INSTRUCTIONS FOR THE TASK: The listing is to be printed in full, exactly as given.

SOURCE DATA:

--- START ---

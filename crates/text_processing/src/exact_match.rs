//! Exact Matcher
//!
//! Deterministic utterance-to-intent lookup that runs before the statistical
//! classifier, so curated phrasings are never second-guessed by a model.

use std::collections::HashSet;

use bot_nlu_core::{IntentDefinition, Prediction};

use crate::normalization::normalize_utterance;

struct ExactEntry {
    /// Definition without utterances, kept for context checks
    intent: IntentDefinition,
    utterances: HashSet<String>,
}

/// Normalized utterance index, in intent definition order
pub struct ExactMatcher {
    entries: Vec<ExactEntry>,
}

impl ExactMatcher {
    /// Index the utterances of `intents`
    pub fn new(intents: &[IntentDefinition]) -> Self {
        let entries = intents
            .iter()
            .map(|intent| {
                let utterances = intent
                    .utterances
                    .iter()
                    .map(|u| normalize_utterance(u))
                    .filter(|u| !u.is_empty())
                    .collect();
                ExactEntry {
                    intent: IntentDefinition {
                        utterances: Vec::new(),
                        ..intent.clone()
                    },
                    utterances,
                }
            })
            .collect();

        Self { entries }
    }

    /// First intent, in definition order, with an utterance equal to `text`
    /// after normalization. Only intents in `active_contexts` are candidates;
    /// an empty context list disables the filter.
    pub fn exact_match(&self, text: &str, active_contexts: &[String]) -> Option<Prediction> {
        let normalized = normalize_utterance(text);
        if normalized.is_empty() {
            return None;
        }

        let entry = self.entries.iter().find(|entry| {
            entry.intent.in_contexts(active_contexts) && entry.utterances.contains(&normalized)
        })?;

        tracing::debug!(intent = %entry.intent.name, "Exact match");
        Some(
            Prediction::new(entry.intent.name.clone(), 1.0)
                .with_context(entry.intent.resolve_context(active_contexts)),
        )
    }

    /// Number of indexed intents
    pub fn len(&self) -> usize {
        self.entries.len()
    }

    pub fn is_empty(&self) -> bool {
        self.entries.is_empty()
    }
}
//! Utterance normalization for exact matching

use once_cell::sync::Lazy;
use regex::Regex;

/// Characters removed before comparing utterances
pub const STRIPPED_CHARS: &[char] = &[
    '.', ',', '/', '#', '!', '$', '%', '^', '&', '*', ';', ':', '{', '}', '=', '-', '_', '`', '~',
    '(', ')', '?', '\'', '"', '[', ']', '<', '>', '@', '+', '|', '\\',
];

static WHITESPACE: Lazy<Regex> = Lazy::new(|| Regex::new(r"\s+").expect("static regex"));

/// Strip punctuation, lowercase, and collapse whitespace.
///
/// Two utterances are exact matches iff their normalized forms are equal.
pub fn normalize_utterance(text: &str) -> String {
    let stripped: String = text
        .chars()
        .filter(|c| !STRIPPED_CHARS.contains(c))
        .flat_map(char::to_lowercase)
        .collect();
    WHITESPACE.replace_all(stripped.trim(), " ").into_owned()
}
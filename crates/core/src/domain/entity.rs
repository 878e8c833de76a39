//! Entity definitions and extracted entities

use serde::{Deserialize, Serialize};
use std::fmt;

/// Canonical value of a list entity with its synonyms
#[derive(Debug, Clone, PartialEq, Serialize, Deserialize)]
pub struct EntityOccurrence {
    /// Canonical value reported for every match
    pub name: String,
    /// Alternative spellings that map to `name`
    #[serde(default)]
    pub synonyms: Vec<String>,
}

impl EntityOccurrence {
    pub fn new<I, S>(name: impl Into<String>, synonyms: I) -> Self
    where
        I: IntoIterator<Item = S>,
        S: Into<String>,
    {
        Self {
            name: name.into(),
            synonyms: synonyms.into_iter().map(Into::into).collect(),
        }
    }

    /// Canonical value followed by all synonyms
    pub fn terms(&self) -> impl Iterator<Item = &str> {
        std::iter::once(self.name.as_str()).chain(self.synonyms.iter().map(|s| s.as_str()))
    }
}

/// How an entity is recognized
#[derive(Debug, Clone, PartialEq, Serialize, Deserialize)]
#[serde(tag = "type", rename_all = "snake_case")]
pub enum EntityKind {
    /// Regular-expression entity
    Pattern {
        pattern: String,
        #[serde(default)]
        case_sensitive: bool,
        /// Author-provided samples, informational only
        #[serde(default)]
        examples: Vec<String>,
    },
    /// Closed list of canonical values with synonyms
    List {
        #[serde(default)]
        occurrences: Vec<EntityOccurrence>,
    },
}

/// Entity authored for a bot
#[derive(Debug, Clone, PartialEq, Serialize, Deserialize)]
pub struct EntityDefinition {
    pub name: String,
    #[serde(flatten)]
    pub kind: EntityKind,
}

impl EntityDefinition {
    pub fn pattern(name: impl Into<String>, pattern: impl Into<String>) -> Self {
        Self {
            name: name.into(),
            kind: EntityKind::Pattern {
                pattern: pattern.into(),
                case_sensitive: false,
                examples: Vec::new(),
            },
        }
    }

    pub fn list(name: impl Into<String>, occurrences: Vec<EntityOccurrence>) -> Self {
        Self {
            name: name.into(),
            kind: EntityKind::List { occurrences },
        }
    }

    pub fn entity_type(&self) -> EntityType {
        match self.kind {
            EntityKind::Pattern { .. } => EntityType::Pattern,
            EntityKind::List { .. } => EntityType::List,
        }
    }
}

/// Entity type tag carried by extraction results
#[derive(Debug, Clone, Copy, PartialEq, Eq, Hash, Serialize, Deserialize)]
#[serde(rename_all = "snake_case")]
pub enum EntityType {
    Pattern,
    List,
}

impl fmt::Display for EntityType {
    fn fmt(&self, f: &mut fmt::Formatter<'_>) -> fmt::Result {
        match self {
            Self::Pattern => f.write_str("pattern"),
            Self::List => f.write_str("list"),
        }
    }
}

/// Entity located in an utterance.
///
/// `start..end` are character offsets into the original input.
#[derive(Debug, Clone, PartialEq, Serialize, Deserialize)]
pub struct ExtractedEntity {
    /// Entity definition name
    pub name: String,
    /// Definition type
    #[serde(rename = "type")]
    pub entity_type: EntityType,
    /// Matched substring of the input
    pub source: String,
    /// Start character offset (inclusive)
    pub start: usize,
    /// End character offset (exclusive)
    pub end: usize,
    /// 1.0 for deterministic matches
    pub confidence: f32,
    /// Canonical value; the matched text for pattern entities
    pub value: String,
}

impl ExtractedEntity {
    pub fn len(&self) -> usize {
        self.end - self.start
    }

    pub fn is_empty(&self) -> bool {
        self.start == self.end
    }
}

--- END ---

ANSWER SPACE:
filename crates/text_processing/src/exact_match.rs
//! Exact Matcher
//!
//! Deterministic utterance-to-intent lookup that runs before the statistical
//! classifier, so curated phrasings are never second-guessed by a model.

use std::collections::HashSet;

use bot_nlu_core::{IntentDefinition, Prediction};

use crate::normalization::normalize_utterance;

struct ExactEntry {
    /// Definition without utterances, kept for context checks
    intent: IntentDefinition,
    utterances: HashSet<String>,
}

/// Normalized utterance index, in intent definition order
pub struct ExactMatcher {
    entries: Vec<ExactEntry>,
}

impl ExactMatcher {
    /// Index the utterances of `intents`
    pub fn new(intents: &[IntentDefinition]) -> Self {
        let entries = intents
            .iter()
            .map(|intent| {
                let utterances = intent
                    .utterances
                    .iter()
                    .map(|u| normalize_utterance(u))
                    .filter(|u| !u.is_empty())
                    .collect();
                ExactEntry {
                    intent: IntentDefinition {
                        utterances: Vec::new(),
                        ..intent.clone()
                    },
                    utterances,
                }
            })
            .collect();

        Self { entries }
    }

    /// First intent, in definition order, with an utterance equal to `text`
    /// after normalization. Only intents in `active_contexts` are candidates;
    /// an empty context list disables the filter.
    pub fn exact_match(&self, text: &str, active_contexts: &[String]) -> Option<Prediction> {
        let normalized = normalize_utterance(text);
        if normalized.is_empty() {
            return None;
        }

        let entry = self.entries.iter().find(|entry| {
            entry.intent.in_contexts(active_contexts) && entry.utterances.contains(&normalized)
        })?;

        tracing::debug!(intent = %entry.intent.name, "Exact match");
        Some(
            Prediction::new(entry.intent.name.clone(), 1.0)
                .with_context(entry.intent.resolve_context(active_contexts)),
        )
    }

    /// Number of indexed intents
    pub fn len(&self) -> usize {
        self.entries.len()
    }

    pub fn is_empty(&self) -> bool {
        self.entries.is_empty()
    }
}
//! Utterance normalization for exact matching

use once_cell::sync::Lazy;
use regex::Regex;

/// Characters removed before comparing utterances
pub const STRIPPED_CHARS: &[char] = &[
    '.', ',', '/', '#', '!', '$', '%', '^', '&', '*', ';', ':', '{', '}', '=', '-', '_', '`', '~',
    '(', ')', '?', '\'', '"', '[', ']', '<', '>', '@', '+', '|', '\\',
];

static WHITESPACE: Lazy<Regex> = Lazy::new(|| Regex::new(r"\s+").expect("static regex"));

/// Strip punctuation, lowercase, and collapse whitespace.
///
/// Two utterances are exact matches iff their normalized forms are equal.
pub fn normalize_utterance(text: &str) -> String {
    let stripped: String = text
        .chars()
        .filter(|c| !STRIPPED_CHARS.contains(c))
        .flat_map(char::to_lowercase)
        .collect();
    WHITESPACE.replace_all(stripped.trim(), " ").into_owned()
}
filename crates/core/src/domain/entity.rs
repository 878e8c833de76a39
//! Entity definitions and extracted entities

use serde::{Deserialize, Serialize};
use std::fmt;

/// Canonical value of a list entity with its synonyms
#[derive(Debug, Clone, PartialEq, Serialize, Deserialize)]
pub struct EntityOccurrence {
    /// Canonical value reported for every match
    pub name: String,
    /// Alternative spellings that map to `name`
    #[serde(default)]
    pub synonyms: Vec<String>,
}

impl EntityOccurrence {
    pub fn new<I, S>(name: impl Into<String>, synonyms: I) -> Self
    where
        I: IntoIterator<Item = S>,
        S: Into<String>,
    {
        Self {
            name: name.into(),
            synonyms: synonyms.into_iter().map(Into::into).collect(),
        }
    }

    /// Canonical value followed by all synonyms
    pub fn terms(&self) -> impl Iterator<Item = &str> {
        std::iter::once(self.name.as_str()).chain(self.synonyms.iter().map(|s| s.as_str()))
    }
}

/// How an entity is recognized
#[derive(Debug, Clone, PartialEq, Serialize, Deserialize)]
#[serde(tag = "type", rename_all = "snake_case")]
pub enum EntityKind {
    /// Regular-expression entity
    Pattern {
        pattern: String,
        #[serde(default)]
        case_sensitive: bool,
        /// Author-provided samples, informational only
        #[serde(default)]
        examples: Vec<String>,
    },
    /// Closed list of canonical values with synonyms
    List {
        #[serde(default)]
        occurrences: Vec<EntityOccurrence>,
    },
}

/// Entity authored for a bot
#[derive(Debug, Clone, PartialEq, Serialize, Deserialize)]
pub struct EntityDefinition {
    pub name: String,
    #[serde(flatten)]
    pub kind: EntityKind,
}

impl EntityDefinition {
    pub fn pattern(name: impl Into<String>, pattern: impl Into<String>) -> Self {
        Self {
            name: name.into(),
            kind: EntityKind::Pattern {
                pattern: pattern.into(),
                case_sensitive: false,
                examples: Vec::new(),
            },
        }
    }

    pub fn list(name: impl Into<String>, occurrences: Vec<EntityOccurrence>) -> Self {
        Self {
            name: name.into(),
            kind: EntityKind::List { occurrences },
        }
    }

    pub fn entity_type(&self) -> EntityType {
        match self.kind {
            EntityKind::Pattern { .. } => EntityType::Pattern,
            EntityKind::List { .. } => EntityType::List,
        }
    }
}

/// Entity type tag carried by extraction results
#[derive(Debug, Clone, Copy, PartialEq, Eq, Hash, Serialize, Deserialize)]
#[serde(rename_all = "snake_case")]
pub enum EntityType {
    Pattern,
    List,
}

impl fmt::Display for EntityType {
    fn fmt(&self, f: &mut fmt::Formatter<'_>) -> fmt::Result {
        match self {
            Self::Pattern => f.write_str("pattern"),
            Self::List => f.write_str("list"),
        }
    }
}

/// Entity located in an utterance.
///
/// `start..end` are character offsets into the original input.
#[derive(Debug, Clone, PartialEq, Serialize, Deserialize)]
pub struct ExtractedEntity {
    /// Entity definition name
    pub name: String,
    /// Definition type
    #[serde(rename = "type")]
    pub entity_type: EntityType,
    /// Matched substring of the input
    pub source: String,
    /// Start character offset (inclusive)
    pub start: usize,
    /// End character offset (exclusive)
    pub end: usize,
    /// 1.0 for deterministic matches
    pub confidence: f32,
    /// Canonical value; the matched text for pattern entities
    pub value: String,
}

impl ExtractedEntity {
    pub fn len(&self) -> usize {
        self.end - self.start
    }

    pub fn is_empty(&self) -> bool {
        self.start == self.end
    }
}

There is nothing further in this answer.